Автор фундаментального исследования "Антропология св. Григория Паламы" архимандрит Киприан Керн в исторической части этой работы вышеупомянутые произведения святителя Григория Нисского и Немезия Эмесского относит к эпохе "богословских трактатов и догматических споров". Вообще, святоотеческие учения о человеке он разделяет на два периода: а) доникейский и б) период великих догматических споров. В особую группу он выделяет 1) антропологию пустыни, 2) антропологию мистиков и 3) антропологию богословских синтезов. «Наряду с антропологией богословских трактатов и догматических споров, — пишет Киприан Керн, — в церковном сознании созревал и иной подход к проблеме человека.

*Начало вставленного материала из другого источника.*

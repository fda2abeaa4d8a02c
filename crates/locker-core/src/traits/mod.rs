//! Core traits defined in `locker-core` and implemented by other crates.

pub mod storage;

pub use storage::{ByteStream, StorageObjectMeta, StorageProvider};
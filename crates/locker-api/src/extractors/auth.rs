//! `AuthUser` extractor: pulls the bearer token and the optional
//! private-access grant from the headers, validates both, and injects the
//! request context.

use axum::extract::FromRequestParts;
use axum::http::request::Parts;

use locker_core::error::AppError;
use locker_service::RequestContext;

use crate::error::ApiError;
use crate::state::AppState;

/// Header carrying the private-access grant.
pub const PRIVATE_ACCESS_HEADER: &str = "x-private-access";

/// Extracted authenticated user context available in handlers.
#[derive(Debug, Clone)]
pub struct AuthUser(pub RequestContext);

impl AuthUser {
    /// Returns the inner `RequestContext`.
    pub fn context(&self) -> &RequestContext {
        &self.0
    }
}

impl std::ops::Deref for AuthUser {
    type Target = RequestContext;
    fn deref(&self) -> &Self::Target {
        &self.0
    }
}

fn header<'a>(parts: &'a Parts, name: &str) -> Option<&'a str> {
    parts.headers.get(name).and_then(|v| v.to_str().ok())
}

impl FromRequestParts<AppState> for AuthUser {
    type Rejection = ApiError;

    async fn from_request_parts(
        parts: &mut Parts,
        state: &AppState,
    ) -> Result<Self, Self::Rejection> {
        let auth_header = header(parts, "authorization")
            .ok_or_else(|| AppError::authentication("Missing Authorization header"))?;

        let token = auth_header
            .strip_prefix("Bearer ")
            .ok_or_else(|| AppError::authentication("Invalid Authorization header format"))?;

        let claims = state.jwt_decoder.decode_access_token(token)?;

        let ip_address = header(parts, "x-forwarded-for")
            .and_then(|v| v.split(',').next())
            .map(|v| v.trim().to_string())
            .unwrap_or_else(|| "unknown".to_string());
        let user_agent = header(parts, "user-agent").map(String::from);

        let mut ctx = RequestContext::new(claims.user_id(), claims.email, ip_address, user_agent);

        if let Some(grant) = header(parts, PRIVATE_ACCESS_HEADER) {
            let grant = state.private_access.validate(grant.trim(), ctx.user_id)?;
            ctx = ctx.with_private_access(grant);
        }

        Ok(AuthUser(ctx))
    }
}
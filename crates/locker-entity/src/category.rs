//! Document categories.

use std::convert::Infallible;
use std::fmt;
use std::str::FromStr;

use serde::{Deserialize, Deserializer, Serialize, Serializer};

/// Category of a document.
///
/// Parsed from the second `_`-separated segment of the object file name.
/// Tokens outside the built-in set are kept verbatim as [`Category::Custom`]
/// so that listing never rejects or rewrites what it finds in storage.
#[derive(Debug, Clone, PartialEq, Eq, Hash)]
pub enum Category {
    /// Bank statements, invoices, tax returns.
    Financial,
    /// Prescriptions, lab results, medical records.
    Medical,
    /// Contracts, agreements, court papers.
    Legal,
    /// Diplomas, transcripts, certificates, resumes.
    Education,
    /// Passports, ID cards, licenses.
    Identity,
    /// Policies and claims.
    Insurance,
    /// Deeds, leases, mortgages.
    Property,
    /// Payslips, offer letters, employment contracts.
    Employment,
    /// Tickets, itineraries, visas.
    Travel,
    /// Anything personal that fits nowhere else.
    Personal,
    /// Biometric-gated documents under the `private/` prefix.
    Private,
    /// Fallback when no category can be parsed.
    Other,
    /// A token outside the built-in set.
    Custom(String),
}

impl Category {
    /// The built-in categories, in display order.
    pub const BUILT_IN: &'static [Category] = &[
        Category::Financial,
        Category::Medical,
        Category::Legal,
        Category::Education,
        Category::Identity,
        Category::Insurance,
        Category::Property,
        Category::Employment,
        Category::Travel,
        Category::Personal,
        Category::Private,
        Category::Other,
    ];

    /// Parse a category token. Never fails: empty tokens become
    /// [`Category::Other`], unknown tokens become [`Category::Custom`].
    pub fn parse(token: &str) -> Self {
        let trimmed = token.trim();
        match trimmed.to_ascii_lowercase().as_str() {
            "" | "other" => Self::Other,
            "financial" => Self::Financial,
            "medical" => Self::Medical,
            "legal" => Self::Legal,
            "education" => Self::Education,
            "identity" => Self::Identity,
            "insurance" => Self::Insurance,
            "property" => Self::Property,
            "employment" => Self::Employment,
            "travel" => Self::Travel,
            "personal" => Self::Personal,
            "private" => Self::Private,
            _ => Self::Custom(trimmed.to_string()),
        }
    }

    /// The canonical token.
    pub fn as_str(&self) -> &str {
        match self {
            Self::Financial => "financial",
            Self::Medical => "medical",
            Self::Legal => "legal",
            Self::Education => "education",
            Self::Identity => "identity",
            Self::Insurance => "insurance",
            Self::Property => "property",
            Self::Employment => "employment",
            Self::Travel => "travel",
            Self::Personal => "personal",
            Self::Private => "private",
            Self::Other => "other",
            Self::Custom(token) => token,
        }
    }

    /// Token as written into an object key. Underscores would break
    /// file-name segmentation, so they become hyphens.
    pub fn path_token(&self) -> String {
        self.as_str().replace('_', "-")
    }

    /// Whether this is the private category.
    pub fn is_private(&self) -> bool {
        matches!(self, Self::Private)
    }

    /// Whether this is the fallback category.
    pub fn is_other(&self) -> bool {
        matches!(self, Self::Other)
    }
}

impl Default for Category {
    fn default() -> Self {
        Self::Other
    }
}

impl fmt::Display for Category {
    fn fmt(&self, f: &mut fmt::Formatter<'_>) -> fmt::Result {
        f.write_str(self.as_str())
    }
}

impl FromStr for Category {
    type Err = Infallible;

    fn from_str(s: &str) -> Result<Self, Self::Err> {
        Ok(Self::parse(s))
    }
}

impl Serialize for Category {
    fn serialize<S: Serializer>(&self, serializer: S) -> Result<S::Ok, S::Error> {
        serializer.serialize_str(self.as_str())
    }
}

impl<'de> Deserialize<'de> for Category {
    fn deserialize<D: Deserializer<'de>>(deserializer: D) -> Result<Self, D::Error> {
        let token = String::deserialize(deserializer)?;
        Ok(Self::parse(&token))
    }
}

#[cfg(test)]
mod tests {
    use super::*;

    #[test]
    fn test_parse_known_tokens_case_insensitively() {
        assert_eq!(Category::parse("financial"), Category::Financial);
        assert_eq!(Category::parse("Medical"), Category::Medical);
        assert_eq!(Category::parse(""), Category::Other);
    }

    #[test]
    fn test_unknown_token_is_preserved() {
        let category = Category::parse("receipts");
        assert_eq!(category, Category::Custom("receipts".to_string()));
        assert_eq!(category.as_str(), "receipts");
    }

    #[test]
    fn test_path_token_replaces_underscores() {
        let category = Category::parse("tax_docs");
        assert_eq!(category.path_token(), "tax-docs");
        assert_eq!(Category::Legal.path_token(), "legal");
    }

    #[test]
    fn test_serde_uses_token() {
        let json = serde_json::to_string(&Category::Insurance).unwrap();
        assert_eq!(json, "\"insurance\"");
        let parsed: Category = serde_json::from_str("\"warranty\"").unwrap();
        assert_eq!(parsed, Category::Custom("warranty".to_string()));
    }
}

Это антропология пустыни, монашеской келии и мистических прозрений. Поколение аскетов и созерцателей выработали своё учение о человеке, основанное больше на внутреннем самоуглублении, на изучении своего сокровенного мира души, чем на богословской диалектике и предпосылках античной философии. Это направление в антропологии миновать нельзя. Оно, не создавая противоречий в святоотеческой традиции, восполняет все же опыт церковного сознания и вносит иную окраску в учении о мире и человеке»[cxviii].

Киприан (Керн), архим. Антропология св. Григория Паламы. М., 1996. С. 219. Такое деление антропологии, предложенное Киприаном Керном, является условным. Например, антропология преподобного Максима Исповедника имеет не только мистический характер, но и представляет собою оригинальный синтез лучших достижений восточного богословия в этой области.

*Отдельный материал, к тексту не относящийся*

//! Categorization handlers.

use axum::Json;
use axum::extract::State;
use validator::Validate;

use locker_entity::categorization::CategorySuggestion;
use locker_service::categorize::{AutoAssignment, BulkCategorization};

use crate::dto::request::SuggestRequest;
use crate::dto::response::ApiResponse;
use crate::error::ApiResult;
use crate::extractors::AuthUser;
use crate::state::AppState;

/// POST /api/categorize/suggest
pub async fn suggest(
    State(state): State<AppState>,
    auth: AuthUser,
    Json(req): Json<SuggestRequest>,
) -> ApiResult<Json<ApiResponse<CategorySuggestion>>> {
    req.validate()?;
    let suggestion = state.categorize_service.suggest(&auth, &req.filename).await?;
    Ok(Json(ApiResponse::ok(suggestion)))
}

/// POST /api/categorize/bulk
pub async fn bulk_categorize(
    State(state): State<AppState>,
    auth: AuthUser,
) -> ApiResult<Json<ApiResponse<BulkCategorization>>> {
    let outcome = state.categorize_service.bulk_categorize(&auth).await?;
    Ok(Json(ApiResponse::from_outcome(outcome)))
}

/// POST /api/folders/auto-assign
pub async fn auto_assign(
    State(state): State<AppState>,
    auth: AuthUser,
) -> ApiResult<Json<ApiResponse<AutoAssignment>>> {
    let outcome = state.categorize_service.auto_assign(&auth).await?;
    Ok(Json(ApiResponse::from_outcome(outcome)))
}
//! JWT token validation.

use jsonwebtoken::{Algorithm, DecodingKey, Validation, decode};

use locker_core::config::AuthConfig;
use locker_core::error::AppError;

use super::claims::{Claims, TokenType};

/// Validates bearer tokens signed by the identity platform and
/// private-access grants signed by this server. Both use HS256 with the
/// shared `auth.jwt_secret`.
#[derive(Clone)]
pub struct JwtDecoder {
    /// HMAC secret key for verification.
    decoding_key: DecodingKey,
    /// Validation configuration.
    validation: Validation,
}

impl std::fmt::Debug for JwtDecoder {
    fn fmt(&self, f: &mut std::fmt::Formatter<'_>) -> std::fmt::Result {
        f.debug_struct("JwtDecoder")
            .field("validation", &self.validation)
            .finish()
    }
}

impl JwtDecoder {
    /// Creates a new decoder from auth configuration.
    pub fn new(config: &AuthConfig) -> Self {
        let mut validation = Validation::new(Algorithm::HS256);
        validation.validate_exp = true;
        validation.leeway = 5; // 5 seconds leeway for clock skew
        if let Some(issuer) = &config.jwt_issuer {
            validation.set_issuer(&[issuer]);
        }

        Self {
            decoding_key: DecodingKey::from_secret(config.jwt_secret.as_bytes()),
            validation,
        }
    }

    /// Decodes and validates a bearer access token.
    pub fn decode_access_token(&self, token: &str) -> Result<Claims, AppError> {
        let claims = self.decode_token(token)?;
        if claims.token_type != TokenType::Access {
            return Err(AppError::authentication(
                "Invalid token type: expected access token",
            ));
        }
        Ok(claims)
    }

    /// Decodes and validates a private-access grant.
    pub fn decode_private_access(&self, token: &str) -> Result<Claims, AppError> {
        let claims = self.decode_token(token).map_err(|e| {
            AppError::authorization(format!("Private access denied: {}", e.message))
        })?;
        if claims.token_type != TokenType::PrivateAccess {
            return Err(AppError::authorization(
                "Invalid token type: expected private-access grant",
            ));
        }
        Ok(claims)
    }

    /// Internal decode without type checking.
    fn decode_token(&self, token: &str) -> Result<Claims, AppError> {
        let token_data =
            decode::<Claims>(token, &self.decoding_key, &self.validation).map_err(|e| {
                match e.kind() {
                    jsonwebtoken::errors::ErrorKind::ExpiredSignature => {
                        AppError::authentication("Token has expired")
                    }
                    jsonwebtoken::errors::ErrorKind::InvalidToken => {
                        AppError::authentication("Invalid token format")
                    }
                    jsonwebtoken::errors::ErrorKind::InvalidSignature => {
                        AppError::authentication("Invalid token signature")
                    }
                    jsonwebtoken::errors::ErrorKind::InvalidIssuer => {
                        AppError::authentication("Invalid token issuer")
                    }
                    _ => AppError::authentication(format!("Token validation failed: {e}")),
                }
            })?;

        Ok(token_data.claims)
    }
}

По признанию самого же автора его исторический очерк по антропологии, начинающийся святым апостолом Павлом и заканчивающийся патриархом Фотием, не претендует «на исчерпывающую полноту», «так как для вполне основательного анализа всех святоотеческих систем» потребовалось бы многотомное исследование[cxix] .

Теперь коснемся вопроса об источниках святоотеческого учения о человеке. «Православное учение о человеке, — по мнению архимандрита Киприана (Керна) как всё вообще святоотеческое богословие, исходит в главном из трёх источников ведения: Священное Писание, непосредственные мистические прозрения и самостоятельные домыслы богословствующего разума. Это последнее м. б. и наименее ярко, поглощаясь двумя первыми источниками божественных истин»[cxx]. Киприан Керн не говорит об античной философии как о главном источнике христианского учения о человеке, с чем, в принципе, нужно согласиться. Ведь антропологические представления древних лишь формально имели отношение к христианству, совершенно не влияя на важнейшие вероучительные вопросы о сотворении, падении и искуплении человека. Большинство положений античности по психологии, физиологии и медицине для святых отцов не носили догматического характера и использовались ими в качестве общих научных данных той эпохи. Основные же философские идеи античной космологии и антропологии всегда интерпретировались в духе христианского откровения и на протяжении веков тщательно очищались от эллинских заблуждений. О заимствованиях, в прямом смысле этого слова, принято говорить относительно терминологии, получившей в христианстве своё специфическое значение и употребление, что никак не могло отразиться на сущности самого вероучения Церкви.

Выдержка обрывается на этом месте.